4.3. Results of the Impaction of Water and Dry Matter

The results of the inverted copper ions at different water contents are shown in Figure 6. All of the measured values of water contents are approximately 0.02 g·cm−2. From Figure 6, it can be seen that as the water contents approach the measured values, the inverted values of copper ion contents are closer to the measured values. When the water contents increased from 0.005 g·cm−2 to 0.03 g·cm−2, the inverted results for copper ions decreased by approximately 0.12 μg·cm−2.

We further compare the measured values of copper ion contents and the inverted values at different dry matter contents (see Figure 7).

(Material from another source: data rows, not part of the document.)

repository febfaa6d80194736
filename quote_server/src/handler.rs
//! Route table and the `/cotacao` handler.
//!
//! Per request: fetch from upstream, answer, then persist. The quote handed to the
//! store is the same value serialized into the response. The write starts only once the
//! response body has been handed to the connection, and runs in a detached task under
//! its own short budget, so a slow or failing store can neither change nor delay what
//! the caller receives.
use std::convert::Infallible;
use std::pin::Pin;
use std::sync::Arc;
use std::task::{Context, Poll};
use std::time::Duration;

use axum::Router;
use axum::body::{Body, Bytes};
use axum::extract::State;
use axum::http::{HeaderValue, header};
use axum::response::{IntoResponse, Response};
use axum::routing::get;
use futures::stream::{self, Stream};
use log::{error, info};
use quote_common::net::QUOTE_PATH;

use crate::error::ApiError;
use crate::storage::{PendingWrite, QuoteStore};
use crate::upstream::UpstreamClient;

/// Shared, read-only handler dependencies.
#[derive(Clone)]
pub struct AppState {
    /// Upstream API client.
    pub upstream: Arc<UpstreamClient>,
    /// Where fetched quotes are recorded.
    pub store: Arc<dyn QuoteStore>,
    /// Budget for each background write.
    pub store_timeout: Duration,
}

impl AppState {
    /// Bundle the handler dependencies.
    pub fn new(upstream: UpstreamClient, store: Arc<dyn QuoteStore>, store_timeout: Duration) -> Self {
        Self {
            upstream: Arc::new(upstream),
            store,
            store_timeout,
        }
    }
}

/// Build the router: `GET /cotacao` -> [`get_quote`].
pub fn router(state: AppState) -> Router {
    Router::new()
        .route(QUOTE_PATH, get(get_quote))
        .with_state(state)
}

/// GET /cotacao: latest USD/BRL bid as `{"bid": <number>}`.
async fn get_quote(State(state): State<AppState>) -> Result<Response, ApiError> {
    let quote = state.upstream.fetch().await.map_err(|e| {
        error!("Quote fetch failed: {}", e);
        ApiError(e)
    })?;
    let json = quote.to_json_bytes()?;

    info!("Serving bid {}", quote.bid);
    let write = PendingWrite::new(Arc::clone(&state.store), quote, state.store_timeout);
    Ok(respond_then_persist(json, write))
}

/// `200 application/json` response whose body starts `write` once it has been sent.
fn respond_then_persist(json: Vec<u8>, write: PendingWrite) -> Response {
    let length = HeaderValue::from(json.len());
    let chunks = stream::iter([Ok::<_, Infallible>(Bytes::from(json))]);
    let body = Body::from_stream(PersistAfterBody { chunks, write });
    (
        [
            (header::CONTENT_TYPE, HeaderValue::from_static("application/json")),
            (header::CONTENT_LENGTH, length),
        ],
        body,
    )
        .into_response()
}

/// Body stream that starts its write when the last chunk has been taken.
///
/// The connection may stop polling once `Content-Length` bytes are out and drop the
/// body instead; [`PendingWrite`] starts on drop, which covers that path.
struct PersistAfterBody<S> {
    chunks: S,
    write: PendingWrite,
}

impl<S: Stream + Unpin> Stream for PersistAfterBody<S> {
    type Item = S::Item;

    fn poll_next(mut self: Pin<&mut Self>, cx: &mut Context<'_>) -> Poll<Option<S::Item>> {
        let polled = Pin::new(&mut self.chunks).poll_next(cx);
        if let Poll::Ready(None) = polled {
            self.write.start();
        }
        polled
    }
}
//!
//! Common types and utilities shared by the quote server and client.
//!
//! This crate aggregates:
//! - `error`: unified error type `QuoteError` used across the workspace.
//! - `result`: handy `Result<T, QuoteError>` alias.
//! - `quote`: the `{"bid": ...}` payload served by the server and saved by the client.
//! - `deadline`: the deadline token every bounded call receives.
//! - `net`: networking constants, default budgets and file names.
#![warn(missing_docs)]
pub mod deadline;
pub mod error;
pub mod net;
pub mod quote;
pub mod result;

pub use deadline::{Deadline, DeadlineExceeded};
pub use error::{QuoteError, Stage};
pub use quote::Quote;
pub use result::Result;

When the dry matter contents increased from 0.001 g·cm−2 to 0.004 g·cm−2, the inverted values of copper ion contents are approximately constant, decreasing by only approximately 0.0037 μg·cm−2.

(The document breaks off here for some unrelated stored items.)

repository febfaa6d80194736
//! Result type alias shared across the workspace.
//!
//! This module defines a convenient alias that defaults the error type to the
//! common `QuoteError`, so functions can simply return `Result<T>`.
use crate::error::QuoteError;

/// Workspace-wide `Result` alias with `QuoteError` as the default error.
pub type Result<T, E = QuoteError> = std::result::Result<T, E>;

To illustrate the bias caused by the two variables of water and dry matter, the relative errors of estimated copper ion are shown in Figure 8. The relative errors caused by water are distributed in the 150%–300% region, and the relative errors caused by dry matter are no more than 10%.

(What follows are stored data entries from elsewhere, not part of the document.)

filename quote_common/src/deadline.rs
//! Deadline token passed into every bounded call.
//!
//! A `Deadline` is fixed when it is created and carries an absolute instant, so the
//! same token can be handed to async code (via [`Deadline::run`]) and to blocking
//! code (via [`Deadline::remaining`] / [`Deadline::is_expired`]) and both agree on
//! when time is up.
//!
//! Time is measured with the monotonic `std::time::Instant`.
use std::future::Future;
use std::time::{Duration, Instant};

use thiserror::Error;

/// Returned by [`Deadline::run`] when the wrapped future did not finish in time.
#[derive(Error, Debug, Clone, Copy, PartialEq, Eq)]
#[error("deadline of {}ms exceeded", .budget.as_millis())]
pub struct DeadlineExceeded {
    /// Budget the deadline was created with.
    pub budget: Duration,
}

/// Absolute point in time after which an in-flight operation is abandoned.
#[derive(Debug, Clone, Copy)]
pub struct Deadline {
    at: Instant,
    budget: Duration,
}

impl Deadline {
    /// Creates a deadline `budget` from now.
    pub fn after(budget: Duration) -> Self {
        Self {
            at: Instant::now() + budget,
            budget,
        }
    }

    /// Budget this deadline was created with.
    pub fn budget(&self) -> Duration {
        self.budget
    }

    /// Instant at which the deadline expires.
    pub fn instant(&self) -> Instant {
        self.at
    }

    /// Time left before expiry, zero once expired.
    pub fn remaining(&self) -> Duration {
        self.at.saturating_duration_since(Instant::now())
    }

    /// Check if the deadline has passed
    pub fn is_expired(&self) -> bool {
        Instant::now() >= self.at
    }

    /// Drive `fut` to completion unless the deadline passes first, in which case the
    /// future is dropped and `DeadlineExceeded` is returned.
    pub async fn run<F: Future>(&self, fut: F) -> Result<F::Output, DeadlineExceeded> {
        tokio::time::timeout_at(tokio::time::Instant::from_std(self.at), fut)
            .await
            .map_err(|_| DeadlineExceeded {
                budget: self.budget,
            })
    }
}
//! Command-line arguments for the Quote Client.
//!
//! No flag is required: a bare invocation asks the local server and writes `cotacao.txt`
//! in the working directory.
use clap::Parser;
use quote_common::net::{self, CLIENT_TIMEOUT_MS, OUTPUT_FILE};
use std::path::PathBuf;

/// Parsed command-line arguments.
#[derive(Debug, Parser)]
#[command(version, about, long_about = None)]
pub struct Args {
    /// URL of the quote server endpoint.
    #[clap(long, default_value_t = net::default_quote_url())]
    pub url: String,

    /// File the quote is written to; overwritten on every successful run.
    #[clap(long, default_value = OUTPUT_FILE)]
    pub output: PathBuf,

    /// Budget for the whole request, in milliseconds.
    #[clap(long, default_value_t = CLIENT_TIMEOUT_MS)]
    pub timeout_ms: u64,
}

All of the data show that the inversion accuracy of the copper ion content is significantly affected by water and less influenced by dry matter. Therefore, the water content must be determined to accurately estimate copper ion. Meanwhile, the less sensitive parameter, dry matter, can be set to a constant value of 0.003 g·cm−2, which is the average value of dry matter in the uncertain region.

4.4. Estimation Results for Water Content

To identify the feasible spectral band for the water content, we plotted the correlation coefficients between the vegetation index and water content under different band combinations using a color image in Figure 9. The correlation coefficients between water content and the vegetation index using a reflectance below 1100 nm are very low, all less than 0.5, while within the 1100–1300 nm range, higher correlation coefficients occur, with a maximum of 0.994, and reflectance of 1149 nm and 1223 nm is selected.

The regression model of the NDWI and water content is shown in Figure 10. A significant linear relationship occurs between water content and the selected vegetation index. The linear regression model is described as follows: where is the water content and NDWI is the selected vegetation index.

Based on the above analysis, we applied the statistical model to obtain the water content, and the result is shown in Figure 11. The scatter plot of Figure 11(a) indicates that the estimated values of water contents are uniformly distributed on both sides of the 1 : 1 line. The correlation coefficient and RMSE between these data are 0.36 and 0.0028 g·cm−2, respectively. The low correlation coefficient is mainly due to the distribution of water content, which is relatively concentrated and is not sufficiently varied in scope. For example, the average value and RMSE of water contents are 0.021 g·cm−2 and 0.00088 g·cm−2, respectively. The relative errors between the estimated and the measured values of the water contents are shown in Figure 11(b). All of the relative errors are lower than 25%, and approximately 60% of the relative errors are lower than 15%. Therefore, the calculated values of the water contents meet the requirement of improved accuracy for estimating copper ions.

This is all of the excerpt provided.